This exercise asks for a copy of each line in the records below with the word "Create" in it.

Segment Start: SUPPLIED RECORDS

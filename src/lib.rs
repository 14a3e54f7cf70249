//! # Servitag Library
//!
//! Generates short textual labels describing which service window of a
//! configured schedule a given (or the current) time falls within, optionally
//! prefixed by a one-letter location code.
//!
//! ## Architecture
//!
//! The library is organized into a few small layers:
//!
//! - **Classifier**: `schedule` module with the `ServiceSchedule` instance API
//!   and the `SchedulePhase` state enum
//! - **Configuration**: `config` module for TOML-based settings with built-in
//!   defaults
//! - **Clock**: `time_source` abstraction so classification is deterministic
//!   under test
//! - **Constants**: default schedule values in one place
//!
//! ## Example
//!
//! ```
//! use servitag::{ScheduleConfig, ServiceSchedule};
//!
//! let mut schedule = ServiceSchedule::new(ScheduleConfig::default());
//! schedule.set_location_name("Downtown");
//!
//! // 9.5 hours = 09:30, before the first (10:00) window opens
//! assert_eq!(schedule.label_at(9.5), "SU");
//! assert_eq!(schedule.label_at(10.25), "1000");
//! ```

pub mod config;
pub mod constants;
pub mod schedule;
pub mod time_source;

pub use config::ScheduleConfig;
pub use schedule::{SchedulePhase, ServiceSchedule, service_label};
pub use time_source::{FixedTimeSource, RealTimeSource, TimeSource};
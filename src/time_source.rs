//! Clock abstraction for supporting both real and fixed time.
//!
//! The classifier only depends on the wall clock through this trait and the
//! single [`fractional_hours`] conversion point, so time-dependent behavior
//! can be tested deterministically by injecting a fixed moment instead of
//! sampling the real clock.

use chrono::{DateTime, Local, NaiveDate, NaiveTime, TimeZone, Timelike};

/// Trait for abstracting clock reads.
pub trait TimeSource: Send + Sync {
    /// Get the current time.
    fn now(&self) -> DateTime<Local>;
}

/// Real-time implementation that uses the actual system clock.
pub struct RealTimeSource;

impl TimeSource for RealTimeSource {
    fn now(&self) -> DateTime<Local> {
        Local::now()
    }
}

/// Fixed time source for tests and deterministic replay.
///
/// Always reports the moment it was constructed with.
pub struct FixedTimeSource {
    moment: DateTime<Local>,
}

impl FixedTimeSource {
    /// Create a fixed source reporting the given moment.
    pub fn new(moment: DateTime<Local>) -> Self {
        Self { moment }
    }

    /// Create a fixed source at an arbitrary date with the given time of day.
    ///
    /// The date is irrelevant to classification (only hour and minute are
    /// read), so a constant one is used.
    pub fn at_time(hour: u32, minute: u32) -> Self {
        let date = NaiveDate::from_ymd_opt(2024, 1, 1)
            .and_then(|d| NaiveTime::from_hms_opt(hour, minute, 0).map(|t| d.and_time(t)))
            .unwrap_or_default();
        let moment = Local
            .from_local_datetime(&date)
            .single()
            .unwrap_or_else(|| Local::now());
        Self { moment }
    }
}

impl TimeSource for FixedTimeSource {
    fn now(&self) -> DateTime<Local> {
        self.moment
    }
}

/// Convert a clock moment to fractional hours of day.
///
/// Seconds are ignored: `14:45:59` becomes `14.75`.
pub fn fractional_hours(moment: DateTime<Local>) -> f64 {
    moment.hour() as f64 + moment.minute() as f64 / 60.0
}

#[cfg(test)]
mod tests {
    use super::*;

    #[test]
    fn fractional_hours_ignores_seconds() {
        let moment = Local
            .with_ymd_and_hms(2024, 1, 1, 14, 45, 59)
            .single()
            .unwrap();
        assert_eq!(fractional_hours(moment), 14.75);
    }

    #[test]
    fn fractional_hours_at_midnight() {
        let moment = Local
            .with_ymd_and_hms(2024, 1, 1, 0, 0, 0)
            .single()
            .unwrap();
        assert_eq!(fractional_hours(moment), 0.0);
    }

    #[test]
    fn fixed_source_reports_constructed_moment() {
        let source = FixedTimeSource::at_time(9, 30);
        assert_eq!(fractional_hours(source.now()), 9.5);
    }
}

Segment End: SUPPLIED RECORDS

YOUR SOLUTION:
    /// Create a fixed source reporting the given moment.
    /// Create a fixed source at an arbitrary date with the given time of day.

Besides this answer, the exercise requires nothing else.